Yes sister, life as an only parent sucks. I can vividly remember 15 years ago, standing by the door with a little one (whom I was done with for the day), waiting for Mark to get home from work. I remember that feeling and can't imagine the one that comes with knowing the door isn't going to open. Now you know why I started going to dinner once a week at my parents' house. Mark worked until 9pm on Thursdays and I just couldn't make it from 6am when he left until 9:30pm when he would've gotten home. I trucked myself over there, handed over a precious whiny, snotty, grandchild and had a meal cooked for me. Pure heaven in the desperate parent handbook. All I can say is, don't try and be strong all the time, you'll snap. Be luxurious and find yourself a babysitter while you take two hours to troll the grocery store aisles by yourself.
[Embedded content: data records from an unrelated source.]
//! Signaling protocol: the WebSocket wire format.
//!
//! Every frame is a JSON envelope `{"type": "...", "data": {...}}`. Field
//! names are camelCase on the wire. RTP capability and parameter payloads
//! are opaque [`Value`]s passed through to the media engine untouched.

pub mod handler;
pub mod server;

use serde::{Deserialize, Serialize};
use serde_json::Value;

/// Transport direction, chosen by the client at creation time.
#[derive(Debug, Clone, Copy, PartialEq, Eq, Serialize, Deserialize)]
#[serde(rename_all = "lowercase")]
pub enum TransportDirection {
    Send,
    Recv,
}

/// Messages a client sends over the signaling socket.
///
/// The first frame on every socket must be `auth:connect`; anything else is
/// rejected until authentication completes.
#[derive(Debug, Clone, Serialize, Deserialize)]
#[serde(tag = "type", content = "data", rename_all_fields = "camelCase")]
pub enum ClientMessage {
    /// Present a session token. Must be the first frame.
    #[serde(rename = "auth:connect")]
    AuthConnect { token: String },

    /// Join a channel's room. Membership is checked against the directory.
    #[serde(rename = "join-room")]
    JoinRoom {
        room_id: String,
        /// Optional display-name override for this session.
        #[serde(default, skip_serializing_if = "Option::is_none")]
        user_name: Option<String>,
    },

    /// Ask for the floor in the current room.
    #[serde(rename = "request-speak")]
    RequestSpeak,

    /// Yield the floor.
    #[serde(rename = "stop-speaking")]
    StopSpeaking,

    /// Create a WebRTC transport in the given direction.
    #[serde(rename = "create-transport")]
    CreateTransport { direction: TransportDirection },

    /// Finish the DTLS handshake for a previously created transport.
    #[serde(rename = "connect-transport")]
    ConnectTransport {
        transport_id: String,
        dtls_parameters: Value,
    },

    /// Publish the microphone stream. Only the current speaker may produce.
    #[serde(rename = "produce-audio")]
    ProduceAudio {
        transport_id: String,
        kind: String,
        rtp_parameters: Value,
    },

    /// Record the client's receive capabilities; triggers reconciliation.
    #[serde(rename = "client-rtp-caps")]
    ClientRtpCaps { rtp_capabilities: Value },

    /// Explicitly request a consumer for a producer (idempotent).
    #[serde(rename = "consume-audio")]
    ConsumeAudio { producer_id: String },

    /// Unmute: resume every consumer this peer holds.
    #[serde(rename = "resume-consumer")]
    ResumeConsumer,

    /// Mute: pause every consumer this peer holds.
    #[serde(rename = "pause-consumer")]
    PauseConsumer,

    /// Leave the current room. Media is released; the socket stays up.
    #[serde(rename = "leave-room")]
    LeaveRoom,

    /// Page channel members, joined to the room or not. With a target
    /// device id the page goes to that device's connections only.
    #[serde(rename = "page")]
    Page {
        room_id: String,
        #[serde(default, skip_serializing_if = "Option::is_none")]
        to_device_id: Option<String>,
    },
}

/// Events the coordinator pushes to clients.
#[derive(Debug, Clone, Serialize, Deserialize)]
#[serde(tag = "type", content = "data", rename_all_fields = "camelCase")]
pub enum ServerEvent {
    #[serde(rename = "auth:ok")]
    AuthOk { device_id: String, name: String },

    #[serde(rename = "auth:error")]
    AuthError { error: String },

    #[serde(rename = "join-success")]
    JoinSuccess {
        room_id: String,
        user_id: String,
        room_size: usize,
    },

    #[serde(rename = "join-error")]
    JoinError { error: String },

    /// Unicast to the joining peer so it can negotiate codecs.
    #[serde(rename = "rtp-capabilities")]
    RtpCapabilities { rtp_capabilities: Value },

    #[serde(rename = "user-joined")]
    UserJoined {
        user_id: String,
        user_name: String,
        total_users: usize,
    },

    #[serde(rename = "user-left")]
    UserLeft { user_id: String, total_users: usize },

    /// The floor is yours.
    #[serde(rename = "speak-granted")]
    SpeakGranted,

    /// Somebody else holds the floor.
    #[serde(rename = "channel-busy")]
    ChannelBusy {
        current_speaker: String,
        speaker_id: String,
    },

    #[serde(rename = "speak-error")]
    SpeakError { error: String },

    #[serde(rename = "user-speaking")]
    UserSpeaking { user_id: String, user_name: String },

    #[serde(rename = "user-stopped")]
    UserStopped { user_id: String },

    #[serde(rename = "transport-created")]
    TransportCreated {
        direction: TransportDirection,
        id: String,
        ice_parameters: Value,
        ice_candidates: Value,
        dtls_parameters: Value,
    },

    /// Acknowledges `produce-audio` with the engine-assigned producer id.
    #[serde(rename = "producer-ok")]
    ProducerOk { id: String },

    /// A new producer is live in the room; consumers follow.
    #[serde(rename = "new-producer")]
    NewProducer { producer_id: String, user_id: String },

    /// A consumer was created (paused) for this peer.
    #[serde(rename = "consumer-created")]
    ConsumerCreated {
        id: String,
        producer_id: String,
        kind: String,
        rtp_parameters: Value,
        #[serde(rename = "type")]
        consumer_type: String,
    },

    /// A member paged the channel.
    #[serde(rename = "page")]
    Page {
        room_id: String,
        from_user_id: String,
        from_name: String,
    },

    /// Catch-all error for malformed or out-of-place frames.
    #[serde(rename = "error")]
    Error { error: String },
}

#[cfg(test)]
#[allow(clippy::unwrap_used, clippy::expect_used)]
mod tests {
    use super::*;
    use serde_json::json;

    #[test]
    fn test_client_message_envelope_shape() {
        let msg: ClientMessage = serde_json::from_value(json!({
            "type": "join-room",
            "data": { "roomId": "ch_1" }
        }))
        .unwrap();
        assert!(
            matches!(msg, ClientMessage::JoinRoom { ref room_id, ref user_name }
                if room_id == "ch_1" && user_name.is_none())
        );

        // Unit variants need no data field.
        let msg: ClientMessage =
            serde_json::from_value(json!({ "type": "stop-speaking" })).unwrap();
        assert!(matches!(msg, ClientMessage::StopSpeaking));
    }

    #[test]
    fn test_fields_are_camel_case_on_the_wire() {
        let event = ServerEvent::ChannelBusy {
            current_speaker: "Dispatch".to_string(),
            speaker_id: "conn_1".to_string(),
        };
        let value = serde_json::to_value(&event).unwrap();
        assert_eq!(value["type"], "channel-busy");
        assert_eq!(value["data"]["currentSpeaker"], "Dispatch");
        assert_eq!(value["data"]["speakerId"], "conn_1");
    }

    #[test]
    fn test_consumer_created_uses_type_field() {
        let event = ServerEvent::ConsumerCreated {
            id: "c1".to_string(),
            producer_id: "p1".to_string(),
            kind: "audio".to_string(),
            rtp_parameters: json!({}),
            consumer_type: "simple".to_string(),
        };
        let value = serde_json::to_value(&event).unwrap();
        assert_eq!(value["data"]["producerId"], "p1");
        assert_eq!(value["data"]["type"], "simple");
    }

    #[test]
    fn test_transport_direction_round_trip() {
        let msg: ClientMessage = serde_json::from_value(json!({
            "type": "create-transport",
            "data": { "direction": "recv" }
        }))
        .unwrap();
        assert!(matches!(
            msg,
            ClientMessage::CreateTransport {
                direction: TransportDirection::Recv
            }
        ));
    }

    #[test]
    fn test_consumer_controls_take_no_payload() {
        let msg: ClientMessage =
            serde_json::from_value(json!({ "type": "resume-consumer" })).unwrap();
        assert!(matches!(msg, ClientMessage::ResumeConsumer));

        let msg: ClientMessage =
            serde_json::from_value(json!({ "type": "pause-consumer" })).unwrap();
        assert!(matches!(msg, ClientMessage::PauseConsumer));
    }

    #[test]
    fn test_unknown_type_is_rejected() {
        let result: Result<ClientMessage, _> =
            serde_json::from_value(json!({ "type": "warp-speed", "data": {} }));
        assert!(result.is_err());
    }
}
Drag the crock-pot out and put dinner together during nap, so you can sit during witching hour. Find yourself a Grandma Sue to corral the kids together in a room to entertain one another while you drink gin & tonics. I truly wish I lived closer. I wouldn't be a substitute for "Parent B," but I could be another "church."

Love - Jude

8:01 AM

 
Anonymous Anonymous said...

Just don't give grandma Sue too many gin and tonics!!! I totally understand what you mean by the witching hour!!! Tim gets home and its like a football pass to him with Laney and Olivia...That sounds awful but by 5 pm most days I am ready to blow too!! They say it gets better!! Lets hope "they" know what the hell they are talking about,cause it's tough!! Hang in there!! I always wonder why there are soooo many people in this world when it's so challenging raising children!! And look at some of the people that are doing it!!? Scary!! And about the have plans lesson....soooo true for any parent!!! Or at least have a craft planned at home!! When they wander around with nothing to do all hell breaks loose!! I know, it happens here,everyday!! There's only so much we can do Kate....and you you are doing that and MORE!!! Love you....Jeri

8:37 AM

 
Anonymous Anonymous said...

There are a million things I could say but I will just say this one. One day at a time. If that doesn't work, one hour at a time. If that doesn't work, one minute at a time. Before you know it, your kids will have evolved into something new and different and you will be able to look back on these early days and marvel at what God gave you the strength to do. Hugs.